Chapter Fifty-Eight: Realisation
Tom and Val were moving at pace, drawing every bit of speed from themselves that they could. The encounter with the orcs had been sobering. It lit a fire in them. Although it was successful, every orc slaughtered quickly and efficiently, it had been concerning.
There were more of them, for starters, than seemed to be the standard for orc scouting parties. They were better equipped. They were much further out than the scouts they had followed back from their mission to the orc camp.
And most concerningly of all: these ones had an Idealist with them.
It was only thanks to Tom’s Ideal of Silence that it didn’t become a major issue. Hush had allowed them to kill it before it managed to use any skills to even the odds.
They had been lucky. With advance warning from Sere to prepare themselves, and the orcish Idealist nullified, they had laid an extremely successful ambush. But Tom could now see all too well how other encounters might have gone differently, how the orcs had managed to capture so many Idealists.
They moved incredibly fast through the woods. Their bestial natures suited them well in that regard. Any Idealist without a sensory skill, or a familiar, or possibly an item, to warn them of approaching orcs, would find themselves taken completely by surprise.
Most of the prisoners wouldn’t have been expecting to see orcs at all, let alone orcs using skills. It was no wonder they had subdued so many.
These were the thoughts that occupied him as they ran. Tom felt like he was being drawn on a string. They needed to reach the forge. If the orcs were this far out, they could have easily reached it.

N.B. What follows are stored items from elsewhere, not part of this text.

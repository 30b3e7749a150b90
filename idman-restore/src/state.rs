//! Operation state: checkpoints, applied changes, rollback journal, and
//! the store that retains completed states for an inspection window.
//!
//! States are guarded by a mutex and keyed by operation id; a single
//! background reaper scans an expiry heap instead of scheduling one
//! timer per operation.

use std::cmp::Reverse;
use std::collections::{BinaryHeap, HashMap};
use std::sync::{Arc, Mutex};
use std::time::Duration;

use chrono::{DateTime, Utc};
use serde::{Deserialize, Serialize};
use tokio::time::Instant;

use idman_core::constants::DEFAULT_OPERATION_STATE_TTL_SECS;
use idman_core::models::{
    AssignmentData, GroupData, PermissionSetData, ResourceType, UserData,
};

/// Named progress marker with the resource counts observed at that point.
#[derive(Debug, Clone, Serialize, Deserialize)]
pub struct Checkpoint {
    pub name: String,
    pub created_at: DateTime<Utc>,
    pub details: serde_json::Value,
}

/// Whether a change created a resource or updated an existing one.
#[derive(Debug, Clone, Copy, PartialEq, Eq, Serialize, Deserialize)]
#[serde(rename_all = "snake_case")]
pub enum ChangeAction {
    Create,
    Update,
}

/// One applied forward change.
#[derive(Debug, Clone, Serialize, Deserialize)]
pub struct AppliedChange {
    pub resource_type: ResourceType,
    pub resource_id: String,
    pub action: ChangeAction,
    pub prior_value: Option<serde_json::Value>,
    pub new_value: serde_json::Value,
}

/// Inverse operation recorded before its forward change is issued.
///
/// Creates invert to deletes; updates invert to restoring the prior
/// value. Journal entries are consumed in strict reverse order.
#[derive(Debug, Clone, Serialize, Deserialize)]
#[serde(rename_all = "snake_case", tag = "kind")]
pub enum RollbackAction {
    DeleteUser { user_name: String },
    DeleteGroup { display_name: String },
    DeletePermissionSet { name: String },
    DeleteAssignment { assignment: AssignmentData },
    RestoreUser { prior: UserData },
    RestoreGroup { prior: GroupData },
    RestorePermissionSet { prior: PermissionSetData },
}

/// Full state of one restore operation.
#[derive(Debug, Clone, Serialize, Deserialize)]
pub struct OperationState {
    pub operation_id: String,
    pub operation_type: String,
    pub start_time: DateTime<Utc>,
    pub checkpoints: Vec<Checkpoint>,
    pub applied_changes: Vec<AppliedChange>,
    pub rollback_actions: Vec<RollbackAction>,
    pub completed: bool,
    pub success: bool,
}

impl OperationState {
    pub fn new(operation_id: &str, operation_type: &str) -> Self {
        Self {
            operation_id: operation_id.to_string(),
            operation_type: operation_type.to_string(),
            start_time: Utc::now(),
            checkpoints: Vec::new(),
            applied_changes: Vec::new(),
            rollback_actions: Vec::new(),
            completed: false,
            success: false,
        }
    }

    pub fn add_checkpoint(&mut self, name: &str, details: serde_json::Value) {
        self.checkpoints.push(Checkpoint {
            name: name.to_string(),
            created_at: Utc::now(),
            details,
        });
    }

    pub fn has_checkpoint(&self, name: &str) -> bool {
        self.checkpoints.iter().any(|c| c.name == name)
    }

    pub fn add_rollback_action(&mut self, action: RollbackAction) {
        self.rollback_actions.push(action);
    }

    pub fn add_change(
        &mut self,
        resource_type: ResourceType,
        resource_id: &str,
        action: ChangeAction,
        prior_value: Option<serde_json::Value>,
        new_value: serde_json::Value,
    ) {
        self.applied_changes.push(AppliedChange {
            resource_type,
            resource_id: resource_id.to_string(),
            action,
            prior_value,
            new_value,
        });
    }
}

/// Listing row for tracked operations.
#[derive(Debug, Clone, Serialize)]
pub struct OperationSummary {
    pub operation_id: String,
    pub operation_type: String,
    pub start_time: DateTime<Utc>,
    pub completed: bool,
    pub success: bool,
    pub checkpoint_count: usize,
    pub change_count: usize,
    pub rollback_action_count: usize,
}

type SharedState = Arc<tokio::sync::Mutex<OperationState>>;

#[derive(Default)]
struct StoreInner {
    states: HashMap<String, SharedState>,
    expiry: BinaryHeap<Reverse<(Instant, String)>>,
}

/// Mutex-guarded operation-state map with delayed eviction.
#[derive(Clone)]
pub struct OperationStateStore {
    inner: Arc<Mutex<StoreInner>>,
    ttl: Duration,
}

impl Default for OperationStateStore {
    fn default() -> Self {
        Self::new(Duration::from_secs(DEFAULT_OPERATION_STATE_TTL_SECS))
    }
}

impl OperationStateStore {
    pub fn new(ttl: Duration) -> Self {
        Self {
            inner: Arc::new(Mutex::new(StoreInner::default())),
            ttl,
        }
    }

    /// Track a new state, returning its shared handle.
    pub fn insert(&self, state: OperationState) -> SharedState {
        let id = state.operation_id.clone();
        let shared = Arc::new(tokio::sync::Mutex::new(state));
        self.inner
            .lock()
            .unwrap()
            .states
            .insert(id, Arc::clone(&shared));
        shared
    }

    pub fn get(&self, operation_id: &str) -> Option<SharedState> {
        self.inner
            .lock()
            .unwrap()
            .states
            .get(operation_id)
            .cloned()
    }

    /// Schedule eviction after the inspection window.
    pub fn schedule_eviction(&self, operation_id: &str) {
        let deadline = Instant::now() + self.ttl;
        self.inner
            .lock()
            .unwrap()
            .expiry
            .push(Reverse((deadline, operation_id.to_string())));
    }

    pub async fn list(&self) -> Vec<OperationSummary> {
        let shared: Vec<SharedState> = {
            let inner = self.inner.lock().unwrap();
            inner.states.values().cloned().collect()
        };
        let mut summaries = Vec::with_capacity(shared.len());
        for state in shared {
            let state = state.lock().await;
            summaries.push(OperationSummary {
                operation_id: state.operation_id.clone(),
                operation_type: state.operation_type.clone(),
                start_time: state.start_time,
                completed: state.completed,
                success: state.success,
                checkpoint_count: state.checkpoints.len(),
                change_count: state.applied_changes.len(),
                rollback_action_count: state.rollback_actions.len(),
            });
        }
        summaries.sort_by(|a, b| a.start_time.cmp(&b.start_time));
        summaries
    }

    /// Evict every state whose deadline has passed; returns the count.
    pub fn evict_due(&self) -> usize {
        let now = Instant::now();
        let mut inner = self.inner.lock().unwrap();
        let mut evicted = 0;
        while let Some(Reverse((deadline, _))) = inner.expiry.peek() {
            if *deadline > now {
                break;
            }
            let Reverse((_, id)) = inner.expiry.pop().unwrap();
            if inner.states.remove(&id).is_some() {
                evicted += 1;
                tracing::debug!("state: evicted operation {id}");
            }
        }
        evicted
    }

    /// Spawn the single background reaper scanning the expiry heap.
    pub fn spawn_reaper(&self) -> tokio::task::JoinHandle<()> {
        let store = self.clone();
        tokio::spawn(async move {
            loop {
                let next_deadline = {
                    let inner = store.inner.lock().unwrap();
                    inner.expiry.peek().map(|Reverse((deadline, _))| *deadline)
                };
                let sleep_until =
                    next_deadline.unwrap_or_else(|| Instant::now() + store.ttl.max(Duration::from_secs(1)));
                tokio::time::sleep_until(sleep_until).await;
                store.evict_due();
            }
        })
    }
}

If the Lord’s followers hadn’t found Scriber and Cub first.
They ran for days, stopping only to catch a handful of hours’ sleep every night. It was not as much of an issue, after a body tempering or two. They could handle this pace for weeks.
They fell into a steady rhythm. Wake, run, stop, eat, run, run, sleep. Another week. Still another to go until they reached the forge.
It was then that they ran into more orcs.
It was midmorning, and they were moving through a relatively clear patch of forest. The trees were thinner, newer. There was almost no deadfall. The ground was flat. They were making good time. Then a frantic sending came from Sere.
Orcs! Orcs! Bad! Orcs! Bad Bad!
The accompanying images she sent sent his stomach plummeting.
The group was even bigger than last time, perhaps twenty strong. Tom couldn’t get a solid count of them. They were running, loping, as they usually did, but a low black mist clung to the ground around them. It was unnatural. Every minute or so, a few of the rearmost orcs would seem to plunge into the mist, as if they’d run headfirst from stable ground into deep water, and then would reappear at the leading edge of the mist, in front of all their fellows, in a plume of black fog.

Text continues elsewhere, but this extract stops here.